YOUR TASK: From the records below, copy every line that contains the word "repository".

RECORDS SUPPLIED:
________________________
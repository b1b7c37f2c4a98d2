use std::sync::Arc;

use storage::repository::{CatalogProvider, Storage};
use study_core::ConceptCatalog;

use crate::Clock;
use crate::error::AppServicesError;
use crate::sessions::SessionLoopService;

/// Assembles the catalog and storage into app-facing services.
#[derive(Clone)]
pub struct AppServices {
    catalog: Arc<ConceptCatalog>,
    session_loop: Arc<SessionLoopService>,
}

impl AppServices {
    /// Build services backed by `SQLite` storage.
    ///
    /// # Errors
    ///
    /// Returns `AppServicesError` if storage initialization or catalog loading fails.
    pub async fn new_sqlite(
        db_url: &str,
        clock: Clock,
        catalog: &dyn CatalogProvider,
    ) -> Result<Self, AppServicesError> {
        let storage = Storage::sqlite(db_url).await?;
        Self::from_storage(storage, clock, catalog)
    }

    /// Build services that keep progress in memory only.
    ///
    /// # Errors
    ///
    /// Returns `AppServicesError` if the catalog cannot be loaded.
    pub fn in_memory(clock: Clock, catalog: &dyn CatalogProvider) -> Result<Self, AppServicesError> {
        Self::from_storage(Storage::in_memory(), clock, catalog)
    }

    fn from_storage(
        storage: Storage,
        clock: Clock,
        provider: &dyn CatalogProvider,
    ) -> Result<Self, AppServicesError> {
        let catalog = Arc::new(provider.load_catalog()?);
        let session_loop = Arc::new(SessionLoopService::new(
            clock,
            Arc::clone(&catalog),
            Arc::clone(&storage.mastery),
        ));
        Ok(Self {
            catalog,
            session_loop,
        })
    }

    /// Replace the session loop, e.g. to apply session limits or a seed.
    #[must_use]
    pub fn map_session_loop(
        mut self,
        f: impl FnOnce(SessionLoopService) -> SessionLoopService,
    ) -> Self {
        self.session_loop = Arc::new(f((*self.session_loop).clone()));
        self
    }

    #[must_use]
    pub fn catalog(&self) -> Arc<ConceptCatalog> {
        Arc::clone(&self.catalog)
    }

    #[must_use]
    pub fn session_loop(&self) -> Arc<SessionLoopService> {
        Arc::clone(&self.session_loop)
    }
}

#[cfg(test)]
mod tests {
    use super::*;
    use storage::BuiltinCatalog;
    use study_core::model::{Level, UserId};
    use study_core::time::fixed_clock;

    #[tokio::test]
    async fn in_memory_services_open_sessions_on_builtin_catalog() {
        let services = AppServices::in_memory(fixed_clock(), &BuiltinCatalog)
            .unwrap()
            .map_session_loop(|l| l.with_seed(11));
        assert!(!services.catalog().is_empty());

        let mut session = services.session_loop().open_session(UserId::new(1)).await;
        let first = session.start_study_session(Level::Beginner).unwrap();
        assert_eq!(first.challenge.difficulty, Level::Beginner);
        assert!(session.warnings().is_empty());
    }
}
impl StudySession {
    #[must_use]
    pub fn new(catalog: Arc<ConceptCatalog>, tracker: MasteryTracker) -> Self {
        Self {
            catalog,
            tracker,
            generator: ChallengeGenerator::default(),
            review: ReviewPolicy::default(),
            config: SessionConfig::default(),
            state: SessionState::NotStarted,
            level: Level::Beginner,
            started_at: None,
            ended_at: None,
            current: None,
            events: Vec::new(),
            score: 0,
            warnings: Vec::new(),
        }
    }

    #[must_use]
    pub fn with_generator(mut self, generator: ChallengeGenerator) -> Self {
        self.generator = generator;
        self
    }

    #[must_use]
    pub fn with_review_policy(mut self, review: ReviewPolicy) -> Self {
        self.review = review;
        self
    }

    #[must_use]
    pub fn with_config(mut self, config: SessionConfig) -> Self {
        self.config = config;
        self
    }

    /// Carry warnings raised before the session existed (e.g. a failed load).
    pub(crate) fn push_warning(&mut self, warning: StorageWarning) {
        self.warnings.push(warning);
    }

    #[must_use]
    pub fn state(&self) -> SessionState {
        self.state
    }

    #[must_use]
    pub fn user(&self) -> UserId {
        self.tracker.user()
    }

    #[must_use]
    pub fn level(&self) -> Level {
        self.level
    }

    #[must_use]
    pub fn config(&self) -> &SessionConfig {
        &self.config
    }

    #[must_use]
    pub fn started_at(&self) -> Option<DateTime<Utc>> {
        self.started_at
    }

    #[must_use]
    pub fn ended_at(&self) -> Option<DateTime<Utc>> {
        self.ended_at
    }

    #[must_use]
    pub fn events(&self) -> &[SessionEvent] {
        &self.events
    }

    #[must_use]
    pub fn score(&self) -> u32 {
        self.score
    }

    /// Storage warnings raised so far, oldest first.
    #[must_use]
    pub fn warnings(&self) -> &[StorageWarning] {
        &self.warnings
    }

    #[must_use]
    pub fn tracker(&self) -> &MasteryTracker {
        &self.tracker
    }

    #[must_use]
    pub fn catalog(&self) -> &ConceptCatalog {
        &self.catalog
    }

    #[must_use]
    pub fn into_tracker(self) -> MasteryTracker {
        self.tracker
    }

    #[must_use]
    pub fn current_challenge(&self) -> Option<&PresentedChallenge> {
        self.current.as_ref()
    }

    #[must_use]
    pub fn is_finished(&self) -> bool {
        matches!(self.state, SessionState::Completed | SessionState::Aborted)
    }

    #[must_use]
    pub fn progress(&self) -> SessionProgress {
        let answered = u32::try_from(self.events.len()).unwrap_or(u32::MAX);
        let correct = u32::try_from(self.events.iter().filter(|e| e.is_correct).count())
            .unwrap_or(u32::MAX);
        SessionProgress {
            answered,
            correct,
            max_challenges: self.config.max_challenges(),
            remaining: self.config.max_challenges().saturating_sub(answered),
            score: self.score,
            is_finished: self.is_finished(),
        }
    }

    /// Step a fixed session clock forward. Has no effect on the system clock.
    pub fn advance_clock(&mut self, delta: chrono::Duration) {
        self.tracker.advance_clock(delta);
    }

    fn now(&self) -> DateTime<Utc> {
        self.tracker.clock().now()
    }

    fn expect_state(&self, expected: SessionState) -> Result<(), SessionError> {
        if self.state == expected {
            Ok(())
        } else {
            Err(SessionError::InvalidState {
                expected,
                actual: self.state,
            })
        }
    }

    /// Begin the session at `level` and prepare the first challenge.
    ///
    /// # Errors
    ///
    /// Returns `SessionError::InvalidState` unless the session is `NotStarted`.
    /// Returns `SessionError::Selector` when the catalog has nothing to study and
    /// `SessionError::Challenge` when the chosen concept has no usable content;
    /// both leave the session `Aborted`.
    pub fn start_study_session(&mut self, level: Level) -> Result<&PresentedChallenge, SessionError> {
        self.expect_state(SessionState::NotStarted)?;
        let now = self.now();
        self.level = level;
        self.started_at = Some(now);
        self.state = SessionState::InProgress;
        tracing::info!(user = %self.user(), %level, "study session started");

        if let Err(e) = self.prepare_next() {
            self.finish(SessionState::Aborted, now);
            return Err(e);
        }
        self.current.as_ref().ok_or(SessionError::NoCurrentChallenge)
    }

    /// Reveal the next hint of the current challenge, if any remain.
    pub fn next_hint(&mut self) -> Option<&str> {
        let current = self.current.as_mut()?;
        let hint = current.challenge.hints.get(current.hints_shown)?;
        current.hints_shown += 1;
        Some(hint.as_str())
    }

    /// Complete the session if its time budget is used up. Returns true when it did.
    pub fn check_time_budget(&mut self) -> bool {
        if self.state != SessionState::InProgress || !self.budget_exhausted() {
            return false;
        }
        tracing::info!(user = %self.user(), "session time budget used up");
        self.finish(SessionState::Completed, self.now());
        true
    }

    /// Time left before the budget runs out, `None` without a budget or outside `InProgress`.
    #[must_use]
    pub fn remaining_budget(&self) -> Option<chrono::Duration> {
        if self.state != SessionState::InProgress {
            return None;
        }
        let budget = self.config.time_budget()?;
        let started = self.started_at?;
        let elapsed = self.tracker.clock().elapsed_since(started);
        Some((budget - elapsed).max(chrono::Duration::zero()))
    }

    fn budget_exhausted(&self) -> bool {
        match (self.config.time_budget(), self.started_at) {
            (Some(budget), Some(started)) => self.tracker.clock().elapsed_since(started) >= budget,
            _ => false,
        }
    }

    /// Score `response` against the current challenge and move on.
    ///
    /// Malformed responses count as incorrect. Persistence failures switch the
    /// tracker to memory-only mode and come back as a warning in the feedback.
    /// The session completes when the challenge limit or time budget is reached,
    /// or when nothing is left to study.
    ///
    /// A response that arrives after the time budget ran out is not scored: the
    /// session completes without recording it.
    ///
    /// # Errors
    ///
    /// Returns `SessionError::InvalidState` unless the session is `InProgress`,
    /// `SessionError::TimeBudgetExhausted` for a late response, and
    /// `SessionError::Challenge` if the next concept has no usable content
    /// (the session is then `Aborted`, with this response already recorded).
    pub async fn submit_response(&mut self, response: &str) -> Result<ResponseFeedback, SessionError> {
        self.expect_state(SessionState::InProgress)?;
        if self.check_time_budget() {
            return Err(SessionError::TimeBudgetExhausted);
        }
        let presented = self.current.take().ok_or(SessionError::NoCurrentChallenge)?;
        let challenge = presented.challenge;

        let outcome = score_response(&challenge, response);
        let update = self
            .tracker
            .record_response(&challenge.concept_id, outcome.is_correct)
            .await;
        let points = if outcome.is_correct { challenge.points } else { 0 };
        self.score = self.score.saturating_add(points);

        let event = SessionEvent {
            concept_id: challenge.concept_id.clone(),
            template_id: challenge.template_id.clone(),
            difficulty: challenge.difficulty,
            response: response.to_owned(),
            is_correct: outcome.is_correct,
            well_formed: outcome.well_formed,
            points_awarded: points,
            mastery_before: update.previous_score,
            mastery_after: update.record.mastery_score(),
            answered_at: update.record.last_seen().unwrap_or_else(|| self.now()),
        };
        self.events.push(event.clone());
        if let Some(warning) = &update.warning {
            self.warnings.push(warning.clone());
        }
        if update.newly_mastered {
            tracing::info!(user = %self.user(), concept = %challenge.concept_id, "concept mastered");
        }

        let reached_limit = self.events.len() >= self.config.max_challenges() as usize;
        if reached_limit || self.budget_exhausted() {
            self.finish(SessionState::Completed, self.now());
        } else {
            match self.prepare_next() {
                Ok(()) => {}
                Err(SessionError::Selector(SelectorError::NoConceptsAvailable { .. })) => {
                    tracing::info!(user = %self.user(), "nothing left to study, completing session");
                    self.finish(SessionState::Completed, self.now());
                }
                Err(e) => {
                    self.finish(SessionState::Aborted, self.now());
                    return Err(e);
                }
            }
        }

        Ok(ResponseFeedback {
            event,
            expected: challenge.expected.accepted().first().cloned(),
            newly_mastered: update.newly_mastered,
            warning: update.warning,
            state: self.state,
        })
    }

    /// Finish an in-progress session normally and summarize it.
    ///
    /// Calling this on a session that already completed on its own returns the
    /// same summary.
    ///
    /// # Errors
    ///
    /// Returns `SessionError::InvalidState` for sessions that never started or were aborted.
    pub fn end_session(&mut self) -> Result<SessionSummary, SessionError> {
        match self.state {
            SessionState::InProgress => {
                self.finish(SessionState::Completed, self.now());
            }
            SessionState::Completed => {}
            actual => {
                return Err(SessionError::InvalidState {
                    expected: SessionState::InProgress,
                    actual,
                });
            }
        }
        self.summary()
    }

    /// Abandon an in-progress session. Answers already given stay recorded.
    ///
    /// # Errors
    ///
    /// Returns `SessionError::InvalidState` unless the session is `InProgress`.
    pub fn abort(&mut self) -> Result<SessionSummary, SessionError> {
        self.expect_state(SessionState::InProgress)?;
        self.finish(SessionState::Aborted, self.now());
        self.summary()
    }

    /// Summary of a finished session.
    ///
    /// # Errors
    ///
    /// Returns `SessionError::InvalidState` while the session has not finished.
    pub fn summary(&self) -> Result<SessionSummary, SessionError> {
        let end = match self.state {
            SessionState::Completed => SessionEnd::Completed,
            SessionState::Aborted => SessionEnd::Aborted,
            actual => {
                return Err(SessionError::InvalidState {
                    expected: SessionState::Completed,
                    actual,
                });
            }
        };
        let (Some(started_at), Some(ended_at)) = (self.started_at, self.ended_at) else {
            return Err(SessionError::InvalidState {
                expected: SessionState::Completed,
                actual: self.state,
            });
        };
        Ok(SessionSummary::from_events(
            self.user(),
            self.level,
            started_at,
            ended_at,
            end,
            &self.events,
        )?)
    }

    fn finish(&mut self, state: SessionState, at: DateTime<Utc>) {
        self.state = state;
        // A system clock may step backwards mid-session.
        self.ended_at = Some(self.started_at.map_or(at, |started| at.max(started)));
        self.current = None;
        tracing::info!(
            user = %self.user(),
            ?state,
            answered = self.events.len(),
            score = self.score,
            "study session finished"
        );
    }

    fn prepare_next(&mut self) -> Result<(), SessionError> {
        let now = self.now();
        let catalog = Arc::clone(&self.catalog);
        let selector = ConceptSelector::new(&catalog)
            .with_mastery_policy(self.tracker.policy())
            .with_review_policy(self.review);
        let avoid = if self.config.avoid_repeats() {
            self.events.last().map(|e| &e.concept_id)
        } else {
            None
        };

        let selection = selector.select_next_avoiding(self.level, self.tracker.state(), now, avoid)?;
        if selection.fell_back {
            tracing::info!(
                requested = %self.level,
                used = %selection.level,
                concept = %selection.concept.id(),
                "no eligible concept at requested level"
            );
        }
        tracing::debug!(
            concept = %selection.concept.id(),
            reason = ?selection.reason,
            "concept selected"
        );

        let challenge = self
            .generator
            .generate_at_or_below(selection.concept, selection.level)?;
        self.current = Some(PresentedChallenge {
            challenge,
            reason: selection.reason,
            fell_back: selection.fell_back,
            hints_shown: 0,
        });
        Ok(())
    }
}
________________________
SOLUTION:
repository b1b7c37f2c4a98d2
use storage::repository::{CatalogProvider, Storage};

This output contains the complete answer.